Saisi par le contribuable, le comité de l’abus de droit fiscal rend un avis défavorable à l’administration fiscale en écartant la qualification de donation déguisée pour lui substituer celle de donation indirecte, qui se distingue de la première par l’absence de dissimulation mensongère. La donation indirecte se borne alors à un avantage sans contrepartie, mais qui n’entend pas revêtir la qualification d’un acte qu’elle n’est pas[3].
Le Tribunal de grande instance et la Cour d’appel de Paris à sa suite rejettent la demande en annulation de la procédure d’abus de droit fiscal déposée par le contribuable.
La Cour rappelle que la donation déguisée est celle qui est faite sous l’apparence d’un contrat à titre onéreux, et que si juridiquement l’opération est régulière, l’administration a cependant la faculté d’établir le véritable caractère de l’acte. Parmi les circonstances permettant de caractériser une donation déguisée, figure ainsi la stipulation d’un prix dérisoire.

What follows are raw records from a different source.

use actix_web::{HttpResponse, Responder, post, web};
use log::{debug, info, warn};
use std::time::Instant;
use uuid::Uuid;

use super::chain::request_payload;
use super::models::{
    AppState, ErrorResponse, MiningTemplate, SubmitRequest, SubmitResponse, TemplateRequest,
    TemplateResponse,
};
use crate::blockchain::hash::{self, Hash256};
use crate::blockchain::{Block, miner};

fn rejected() -> SubmitResponse {
    SubmitResponse {
        accepted: false,
        mined_index: None,
        hash: None,
        difficulty: None,
    }
}

/// Issue a template for an external miner: header fixed except for the nonce.
#[post("/mining/template/")]
pub async fn get_template(
    state: web::Data<AppState>,
    req: web::Json<TemplateRequest>,
) -> impl Responder {
    let TemplateRequest {
        data,
        miner_address,
        transactions,
    } = req.into_inner();
    let payload = match request_payload(&state, data, miner_address, transactions) {
        Ok(p) => p,
        Err(msg) => return HttpResponse::BadRequest().json(ErrorResponse::message(msg)),
    };

    // snapshot of the head, with the chain difficulty written into the header
    let header = {
        let bc = state.blockchain.lock().expect("mutex poisoned");
        bc.candidate(&payload)
    };

    let template_id = Uuid::new_v4().to_string();
    let open = state.insert_template(MiningTemplate {
        template_id: template_id.clone(),
        header,
        payload,
        issued: Instant::now(),
    });

    debug!(
        "TEMPLATE id={} height={} diff={} open={}",
        &template_id, header.index, header.difficulty, open
    );

    HttpResponse::Ok().json(TemplateResponse {
        template_id,
        index: header.index,
        previous_hash: header.previous_hash,
        merkle_root: header.merkle_root,
        timestamp: header.timestamp,
        difficulty: header.difficulty,
        header_hex: hex::encode(hash::serialize_header(&header)),
    })
}

/// Submit a PoW solution (nonce/hash) for a template.
/// Templates are single use and expire after the mining timeout; the chain
/// re-checks everything on append.
#[post("/mining/submit/")]
pub async fn submit_solution(
    state: web::Data<AppState>,
    req: web::Json<SubmitRequest>,
) -> impl Responder {
    let template = match state.take_template(&req.template_id) {
        Some(t) => t,
        None => return HttpResponse::BadRequest().json(rejected()),
    };

    let claimed = match Hash256::from_hex(&req.hash) {
        Ok(h) => h,
        Err(e) => {
            return HttpResponse::BadRequest()
                .json(ErrorResponse::message(format!("invalid hash: {e}")));
        }
    };

    let mut header = template.header;
    header.nonce = req.nonce;
    let block = Block::seal(header, template.payload, claimed);
    if block.compute_hash() != Some(claimed) {
        return HttpResponse::BadRequest().json(ErrorResponse::message("hash mismatch"));
    }
    if !miner::meets_difficulty(&claimed, header.difficulty) {
        return HttpResponse::BadRequest()
            .json(ErrorResponse::message("hash does not meet difficulty"));
    }

    match state.append(block) {
        Ok((index, hash)) => {
            info!(
                "ACCEPTED template {} -> block#{} hash={} diff={}",
                template.template_id, index, hash, header.difficulty
            );
            HttpResponse::Ok().json(SubmitResponse {
                accepted: true,
                mined_index: Some(index),
                hash: Some(hash),
                difficulty: Some(header.difficulty),
            })
        }
        Err(e) => {
            warn!("stale template {}: {}", template.template_id, e);
            HttpResponse::Conflict().json(ErrorResponse::from(e))
        }
    }
}
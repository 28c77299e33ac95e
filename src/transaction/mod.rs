pub mod model;

pub use model::{TX_ENCODED_LEN, Transaction, TransactionError};
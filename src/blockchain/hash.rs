//! Digest engine: fixed-layout header serialization, SHA-256 and the
//! payload commitment stored in `merkle_root`.
//!
//! Every integer is written little-endian with no padding, so two nodes that
//! hash the same header always hash the same bytes.

use serde::{Deserialize, Deserializer, Serialize, Serializer};
use sha2::{Digest, Sha256};
use std::fmt;
use std::str::FromStr;

use super::block::{BlockHeader, Payload};
use super::{HEADER_VERSION, HEADER_VERSION_LEGACY};
use crate::transaction::Transaction;

pub const HASH_LEN: usize = 32;

/// Size of the current (`HEADER_VERSION`) header encoding.
pub const HEADER_LEN: usize = 4 + 4 + HASH_LEN + HASH_LEN + 8 + 4 + 4;

/// Size of the legacy block info that precedes the payload in a legacy digest.
pub const LEGACY_INFO_LEN: usize = 4 + 4 + 8 + 8 + HASH_LEN;

/// 32-byte SHA-256 digest, passed around by value.
#[derive(Clone, Copy, PartialEq, Eq, Hash, Default, PartialOrd, Ord)]
pub struct Hash256(pub [u8; HASH_LEN]);

impl Hash256 {
    pub const fn zero() -> Self {
        Hash256([0u8; HASH_LEN])
    }

    pub fn is_zero(&self) -> bool {
        self.0.iter().all(|&b| b == 0)
    }

    pub fn as_bytes(&self) -> &[u8; HASH_LEN] {
        &self.0
    }

    pub fn to_hex(&self) -> String {
        hex::encode(self.0)
    }

    pub fn from_hex(s: &str) -> Result<Self, hex::FromHexError> {
        let mut out = [0u8; HASH_LEN];
        hex::decode_to_slice(s, &mut out)?;
        Ok(Hash256(out))
    }
}

impl fmt::Display for Hash256 {
    fn fmt(&self, f: &mut fmt::Formatter<'_>) -> fmt::Result {
        f.write_str(&self.to_hex())
    }
}

impl fmt::Debug for Hash256 {
    fn fmt(&self, f: &mut fmt::Formatter<'_>) -> fmt::Result {
        write!(f, "Hash256({})", self.to_hex())
    }
}

impl FromStr for Hash256 {
    type Err = hex::FromHexError;

    fn from_str(s: &str) -> Result<Self, Self::Err> {
        Hash256::from_hex(s)
    }
}

impl Serialize for Hash256 {
    fn serialize<S: Serializer>(&self, serializer: S) -> Result<S::Ok, S::Error> {
        serializer.serialize_str(&self.to_hex())
    }
}

impl<'de> Deserialize<'de> for Hash256 {
    fn deserialize<D: Deserializer<'de>>(deserializer: D) -> Result<Self, D::Error> {
        let s = String::deserialize(deserializer)?;
        Hash256::from_hex(&s).map_err(serde::de::Error::custom)
    }
}

/// Single SHA-256.
pub fn sha256(bytes: &[u8]) -> Hash256 {
    Hash256(Sha256::digest(bytes).into())
}

/// SHA-256 applied to the SHA-256 of `bytes`.
pub fn double_hash(bytes: &[u8]) -> Hash256 {
    let first = Sha256::digest(bytes);
    Hash256(Sha256::digest(first).into())
}

/// Current header layout:
/// `version | index | previous_hash | merkle_root | timestamp | difficulty | nonce`.
pub fn serialize_header(header: &BlockHeader) -> Vec<u8> {
    let mut out = Vec::with_capacity(HEADER_LEN);
    out.extend_from_slice(&header.version.to_le_bytes());
    out.extend_from_slice(&header.index.to_le_bytes());
    out.extend_from_slice(header.previous_hash.as_bytes());
    out.extend_from_slice(header.merkle_root.as_bytes());
    out.extend_from_slice(&header.timestamp.to_le_bytes());
    out.extend_from_slice(&header.difficulty.to_le_bytes());
    out.extend_from_slice(&header.nonce.to_le_bytes());
    debug_assert_eq!(out.len(), HEADER_LEN);
    out
}

/// Legacy layout: `index | difficulty | timestamp | nonce (u64) | previous_hash`.
///
/// Neither `version` nor `merkle_root` appear here; a legacy digest commits
/// to the payload by appending it after these bytes.
pub fn serialize_legacy_info(header: &BlockHeader) -> Vec<u8> {
    let mut out = Vec::with_capacity(LEGACY_INFO_LEN);
    out.extend_from_slice(&header.index.to_le_bytes());
    out.extend_from_slice(&header.difficulty.to_le_bytes());
    out.extend_from_slice(&header.timestamp.to_le_bytes());
    out.extend_from_slice(&u64::from(header.nonce).to_le_bytes());
    out.extend_from_slice(header.previous_hash.as_bytes());
    debug_assert_eq!(out.len(), LEGACY_INFO_LEN);
    out
}

/// Commitment to an ordered transaction list.
///
/// Not a tree: the concatenated encodings are double-hashed as one unit.
/// Switching to a binary tree would change every existing root.
pub fn merkle_root(transactions: &[Transaction]) -> Hash256 {
    if transactions.is_empty() {
        return Hash256::zero();
    }
    let mut bytes = Vec::with_capacity(transactions.len() * crate::transaction::TX_ENCODED_LEN);
    for tx in transactions {
        bytes.extend_from_slice(&tx.to_bytes());
    }
    double_hash(&bytes)
}

/// Commitment to any payload; an empty payload commits to the zero hash.
pub fn payload_root(payload: &Payload) -> Hash256 {
    match payload {
        Payload::Transactions(txs) => merkle_root(txs),
        Payload::Raw(data) if data.is_empty() => Hash256::zero(),
        Payload::Raw(data) => double_hash(data),
    }
}

/// Single SHA-256 over the legacy block info followed by the payload bytes.
pub fn legacy_digest(header: &BlockHeader, payload: &Payload) -> Hash256 {
    let mut bytes = serialize_legacy_info(header);
    bytes.extend_from_slice(&payload.to_bytes());
    sha256(&bytes)
}

/// The hash a block stores, chosen by header version. `None` for a version
/// this node does not know how to hash.
pub fn block_digest(header: &BlockHeader, payload: &Payload) -> Option<Hash256> {
    match header.version {
        HEADER_VERSION_LEGACY => Some(legacy_digest(header, payload)),
        HEADER_VERSION => Some(double_hash(&serialize_header(header))),
        _ => None,
    }
}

Cet article n'engage que son auteur.
[1] Sa jurisprudence en la matière ayant été initiée par son arrêt SA Renfort Services, rendu le 27 juillet 1984 par les 7ème, 8ème et 9ème sous-sections réunies, sous le numéro 34588.
[2] Voir par exemple un autre arrêt du Conseil d’État, SAS Hôtels et casinos de Deauville, rendu le 10 février 2016 sous le numéro 371258 par les 9ème et 10ème sous-sections réunies. Il était alors question de la renonciation à obtenir une contrepartie financière en matière de concession de licence de marque.
[3] Il peut s’agir d’une remise de dette, d’un prêt familial sans intérêt, etc.
Auteur
Bastien CONTAT
Avocat
1927 AVOCATS - Poitiers
POITIERS (86)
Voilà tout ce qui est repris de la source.